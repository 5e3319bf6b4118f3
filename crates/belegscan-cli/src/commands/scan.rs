//! Scan command - extract and review a single invoice file.

use std::fs;
use std::path::PathBuf;
use std::time::Instant;

use clap::Args;
use console::style;
use indicatif::{ProgressBar, ProgressStyle};
use tracing::{debug, info, warn};

use belegscan_core::{
    AccountChart, GeminiClassifier, InvoiceData, InvoiceExtractor, InvoiceReview, ReviewPhase,
    encode_file, mime_for_extension,
};

use super::config::load_config;

/// Arguments for the scan command.
#[derive(Args)]
pub struct ScanArgs {
    /// Input file (PNG, JPEG, WEBP or PDF)
    #[arg(required = true)]
    input: PathBuf,

    /// Output file (default: stdout)
    #[arg(short, long)]
    output: Option<PathBuf>,

    /// Output format
    #[arg(short, long, value_enum, default_value = "text")]
    format: OutputFormat,

    /// Reassign a line item's account after extraction, e.g. --assign 1=5300
    #[arg(long, value_name = "POS=ACCOUNT")]
    assign: Vec<String>,

    /// Override the configured model
    #[arg(long)]
    model: Option<String>,
}

#[derive(Clone, Copy, Debug, clap::ValueEnum)]
pub enum OutputFormat {
    /// Review grid as plain text
    Text,
    /// JSON output
    Json,
    /// CSV line-item export
    Csv,
}

pub async fn run(args: ScanArgs, config_path: Option<&str>) -> anyhow::Result<()> {
    let start = Instant::now();

    let config = load_config(config_path)?;

    // Check input file exists
    if !args.input.exists() {
        anyhow::bail!("Input file not found: {}", args.input.display());
    }

    // Reject anything that is not an accepted media type before encoding
    let extension = args
        .input
        .extension()
        .and_then(|e| e.to_str())
        .unwrap_or("")
        .to_lowercase();

    let Some(mime_type) = mime_for_extension(&extension) else {
        anyhow::bail!(
            "Unsupported file format: {} (expected png, jpg, jpeg, webp or pdf)",
            extension
        );
    };

    let api_key = config.resolve_api_key().ok_or_else(|| {
        anyhow::anyhow!(
            "No API key configured. Set GEMINI_API_KEY or run \
             'belegscan config set classifier.api_key <KEY>'."
        )
    })?;

    info!("Scanning file: {}", args.input.display());

    let pb = ProgressBar::new_spinner();
    pb.set_style(
        ProgressStyle::default_spinner()
            .template("{spinner:.green} {msg}")
            .unwrap(),
    );
    pb.enable_steady_tick(std::time::Duration::from_millis(100));

    pb.set_message("Encoding document...");
    let document = encode_file(&args.input, mime_type)?;

    let model = args.model.unwrap_or_else(|| config.classifier.model.clone());
    let classifier = GeminiClassifier::new(api_key)
        .with_model(model)
        .with_base_url(config.classifier.base_url.clone());
    let extractor = InvoiceExtractor::new(classifier, AccountChart::standard());

    pb.set_message("Analyzing invoice...");
    let mut review = InvoiceReview::new();
    let generation = review.begin(document.clone());
    let result = extractor.extract(&document).await;
    review.install(generation, result);
    pb.finish_and_clear();

    if review.phase() == ReviewPhase::Failed {
        anyhow::bail!(
            "{}",
            review.error().unwrap_or("An unknown error occurred.")
        );
    }

    // Apply user corrections to the suggested accounts
    for assignment in &args.assign {
        let (pos, account) = parse_assignment(assignment)?;
        let Some(index) = review
            .invoice()
            .and_then(|inv| inv.line_items.iter().position(|item| item.pos == pos))
        else {
            anyhow::bail!("No line item with position {}", pos);
        };
        if !extractor.chart().contains(&account) {
            warn!(account = %account, "account not in the chart of accounts");
            eprintln!(
                "{} Account {} is not in the chart of accounts; assigning anyway.",
                style("⚠").yellow(),
                account
            );
        }
        review.correct_account(index, &account);
    }

    let Some(invoice) = review.invoice() else {
        anyhow::bail!("No invoice data extracted");
    };

    // Format output
    let output = format_invoice(invoice, extractor.chart(), args.format)?;

    // Write output
    if let Some(output_path) = &args.output {
        fs::write(output_path, &output)?;
        println!(
            "{} Output written to {}",
            style("✓").green(),
            output_path.display()
        );
    } else {
        println!("{}", output);
    }

    debug!("Total processing time: {:?}", start.elapsed());

    Ok(())
}

/// Parse a `POS=ACCOUNT` assignment.
fn parse_assignment(raw: &str) -> anyhow::Result<(u32, String)> {
    let Some((pos, account)) = raw.split_once('=') else {
        anyhow::bail!("Invalid assignment '{}': expected POS=ACCOUNT", raw);
    };
    let pos: u32 = pos
        .trim()
        .parse()
        .map_err(|_| anyhow::anyhow!("Invalid position in assignment '{}'", raw))?;
    let account = account.trim();
    if account.is_empty() {
        anyhow::bail!("Empty account in assignment '{}'", raw);
    }
    Ok((pos, account.to_string()))
}

fn format_invoice(
    invoice: &InvoiceData,
    chart: &AccountChart,
    format: OutputFormat,
) -> anyhow::Result<String> {
    match format {
        OutputFormat::Json => Ok(serde_json::to_string_pretty(invoice)?),
        OutputFormat::Csv => format_csv(invoice),
        OutputFormat::Text => Ok(format_text(invoice, chart)),
    }
}

fn format_csv(invoice: &InvoiceData) -> anyhow::Result<String> {
    let mut writer = csv::Writer::from_writer(Vec::new());

    writer.write_record([
        "pos",
        "articleNumber",
        "description",
        "quantity",
        "unitPrice",
        "totalPrice",
        "taxRate",
        "suggestedAccountNumber",
    ])?;

    for item in &invoice.line_items {
        writer.write_record([
            item.pos.to_string(),
            item.article_number.clone().unwrap_or_default(),
            item.description.clone(),
            item.quantity.to_string(),
            format!("{:.2}", item.unit_price),
            format!("{:.2}", item.total_price),
            item.tax_rate.to_string(),
            item.suggested_account_number.clone(),
        ])?;
    }

    let bytes = writer
        .into_inner()
        .map_err(|e| anyhow::anyhow!("failed to flush CSV output: {}", e))?;
    Ok(String::from_utf8(bytes)?)
}

fn format_text(invoice: &InvoiceData, chart: &AccountChart) -> String {
    let mut out = String::new();

    out.push_str(&format!(
        "Invoice {}  ({})\n",
        style(&invoice.invoice_number).bold(),
        invoice.invoice_date
    ));
    out.push_str(&format!(
        "Net {:>10.2}   Tax {:>10.2}   Gross {:>10.2}\n\n",
        invoice.total_net, invoice.total_tax, invoice.total_gross
    ));

    out.push_str(&format!(
        "{:>4}  {:<32} {:>8} {:>10} {:>10} {:>5}  {}\n",
        "Pos", "Description", "Qty", "Unit", "Total", "S%", "Account"
    ));

    for item in &invoice.line_items {
        let account = match chart.get(&item.suggested_account_number) {
            Some(account) => format!("{} - {}", account.number, account.name),
            None if item.suggested_account_number.is_empty() => {
                style("(not selected)").dim().to_string()
            }
            // Unknown numbers render as an unselected choice but keep the
            // raw value visible for manual correction.
            None => format!(
                "{} {}",
                item.suggested_account_number,
                style("(not in chart)").yellow()
            ),
        };

        out.push_str(&format!(
            "{:>4}  {:<32} {:>8} {:>10.2} {:>10.2} {:>5}  {}\n",
            item.pos,
            item.description,
            item.quantity,
            item.unit_price,
            item.total_price,
            item.tax_rate,
            account
        ));
    }

    out
}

+++

**HOW TO COMPLETE THIS TASK**.
Every line of the data above belongs in the answer, unchanged.

**RESULT FOR THIS TASK**.
repository 5e3319bf6b4118f3
filename crates/belegscan-cli/src/commands/scan.rs
//! Scan command - extract and review a single invoice file.

use std::fs;
use std::path::PathBuf;
use std::time::Instant;

use clap::Args;
use console::style;
use indicatif::{ProgressBar, ProgressStyle};
use tracing::{debug, info, warn};

use belegscan_core::{
    AccountChart, GeminiClassifier, InvoiceData, InvoiceExtractor, InvoiceReview, ReviewPhase,
    encode_file, mime_for_extension,
};

use super::config::load_config;

/// Arguments for the scan command.
#[derive(Args)]
pub struct ScanArgs {
    /// Input file (PNG, JPEG, WEBP or PDF)
    #[arg(required = true)]
    input: PathBuf,

    /// Output file (default: stdout)
    #[arg(short, long)]
    output: Option<PathBuf>,

    /// Output format
    #[arg(short, long, value_enum, default_value = "text")]
    format: OutputFormat,

    /// Reassign a line item's account after extraction, e.g. --assign 1=5300
    #[arg(long, value_name = "POS=ACCOUNT")]
    assign: Vec<String>,

    /// Override the configured model
    #[arg(long)]
    model: Option<String>,
}

#[derive(Clone, Copy, Debug, clap::ValueEnum)]
pub enum OutputFormat {
    /// Review grid as plain text
    Text,
    /// JSON output
    Json,
    /// CSV line-item export
    Csv,
}

pub async fn run(args: ScanArgs, config_path: Option<&str>) -> anyhow::Result<()> {
    let start = Instant::now();

    let config = load_config(config_path)?;

    // Check input file exists
    if !args.input.exists() {
        anyhow::bail!("Input file not found: {}", args.input.display());
    }

    // Reject anything that is not an accepted media type before encoding
    let extension = args
        .input
        .extension()
        .and_then(|e| e.to_str())
        .unwrap_or("")
        .to_lowercase();

    let Some(mime_type) = mime_for_extension(&extension) else {
        anyhow::bail!(
            "Unsupported file format: {} (expected png, jpg, jpeg, webp or pdf)",
            extension
        );
    };

    let api_key = config.resolve_api_key().ok_or_else(|| {
        anyhow::anyhow!(
            "No API key configured. Set GEMINI_API_KEY or run \
             'belegscan config set classifier.api_key <KEY>'."
        )
    })?;

    info!("Scanning file: {}", args.input.display());

    let pb = ProgressBar::new_spinner();
    pb.set_style(
        ProgressStyle::default_spinner()
            .template("{spinner:.green} {msg}")
            .unwrap(),
    );
    pb.enable_steady_tick(std::time::Duration::from_millis(100));

    pb.set_message("Encoding document...");
    let document = encode_file(&args.input, mime_type)?;

    let model = args.model.unwrap_or_else(|| config.classifier.model.clone());
    let classifier = GeminiClassifier::new(api_key)
        .with_model(model)
        .with_base_url(config.classifier.base_url.clone());
    let extractor = InvoiceExtractor::new(classifier, AccountChart::standard());

    pb.set_message("Analyzing invoice...");
    let mut review = InvoiceReview::new();
    let generation = review.begin(document.clone());
    let result = extractor.extract(&document).await;
    review.install(generation, result);
    pb.finish_and_clear();

    if review.phase() == ReviewPhase::Failed {
        anyhow::bail!(
            "{}",
            review.error().unwrap_or("An unknown error occurred.")
        );
    }

    // Apply user corrections to the suggested accounts
    for assignment in &args.assign {
        let (pos, account) = parse_assignment(assignment)?;
        let Some(index) = review
            .invoice()
            .and_then(|inv| inv.line_items.iter().position(|item| item.pos == pos))
        else {
            anyhow::bail!("No line item with position {}", pos);
        };
        if !extractor.chart().contains(&account) {
            warn!(account = %account, "account not in the chart of accounts");
            eprintln!(
                "{} Account {} is not in the chart of accounts; assigning anyway.",
                style("⚠").yellow(),
                account
            );
        }
        review.correct_account(index, &account);
    }

    let Some(invoice) = review.invoice() else {
        anyhow::bail!("No invoice data extracted");
    };

    // Format output
    let output = format_invoice(invoice, extractor.chart(), args.format)?;

    // Write output
    if let Some(output_path) = &args.output {
        fs::write(output_path, &output)?;
        println!(
            "{} Output written to {}",
            style("✓").green(),
            output_path.display()
        );
    } else {
        println!("{}", output);
    }

    debug!("Total processing time: {:?}", start.elapsed());

    Ok(())
}

/// Parse a `POS=ACCOUNT` assignment.
fn parse_assignment(raw: &str) -> anyhow::Result<(u32, String)> {
    let Some((pos, account)) = raw.split_once('=') else {
        anyhow::bail!("Invalid assignment '{}': expected POS=ACCOUNT", raw);
    };
    let pos: u32 = pos
        .trim()
        .parse()
        .map_err(|_| anyhow::anyhow!("Invalid position in assignment '{}'", raw))?;
    let account = account.trim();
    if account.is_empty() {
        anyhow::bail!("Empty account in assignment '{}'", raw);
    }
    Ok((pos, account.to_string()))
}

fn format_invoice(
    invoice: &InvoiceData,
    chart: &AccountChart,
    format: OutputFormat,
) -> anyhow::Result<String> {
    match format {
        OutputFormat::Json => Ok(serde_json::to_string_pretty(invoice)?),
        OutputFormat::Csv => format_csv(invoice),
        OutputFormat::Text => Ok(format_text(invoice, chart)),
    }
}

fn format_csv(invoice: &InvoiceData) -> anyhow::Result<String> {
    let mut writer = csv::Writer::from_writer(Vec::new());

    writer.write_record([
        "pos",
        "articleNumber",
        "description",
        "quantity",
        "unitPrice",
        "totalPrice",
        "taxRate",
        "suggestedAccountNumber",
    ])?;

    for item in &invoice.line_items {
        writer.write_record([
            item.pos.to_string(),
            item.article_number.clone().unwrap_or_default(),
            item.description.clone(),
            item.quantity.to_string(),
            format!("{:.2}", item.unit_price),
            format!("{:.2}", item.total_price),
            item.tax_rate.to_string(),
            item.suggested_account_number.clone(),
        ])?;
    }

    let bytes = writer
        .into_inner()
        .map_err(|e| anyhow::anyhow!("failed to flush CSV output: {}", e))?;
    Ok(String::from_utf8(bytes)?)
}

fn format_text(invoice: &InvoiceData, chart: &AccountChart) -> String {
    let mut out = String::new();

    out.push_str(&format!(
        "Invoice {}  ({})\n",
        style(&invoice.invoice_number).bold(),
        invoice.invoice_date
    ));
    out.push_str(&format!(
        "Net {:>10.2}   Tax {:>10.2}   Gross {:>10.2}\n\n",
        invoice.total_net, invoice.total_tax, invoice.total_gross
    ));

    out.push_str(&format!(
        "{:>4}  {:<32} {:>8} {:>10} {:>10} {:>5}  {}\n",
        "Pos", "Description", "Qty", "Unit", "Total", "S%", "Account"
    ));

    for item in &invoice.line_items {
        let account = match chart.get(&item.suggested_account_number) {
            Some(account) => format!("{} - {}", account.number, account.name),
            None if item.suggested_account_number.is_empty() => {
                style("(not selected)").dim().to_string()
            }
            // Unknown numbers render as an unselected choice but keep the
            // raw value visible for manual correction.
            None => format!(
                "{} {}",
                item.suggested_account_number,
                style("(not in chart)").yellow()
            ),
        };

        out.push_str(&format!(
            "{:>4}  {:<32} {:>8} {:>10.2} {:>10.2} {:>5}  {}\n",
            item.pos,
            item.description,
            item.quantity,
            item.unit_price,
            item.total_price,
            item.tax_rate,
            account
        ));
    }

    out
}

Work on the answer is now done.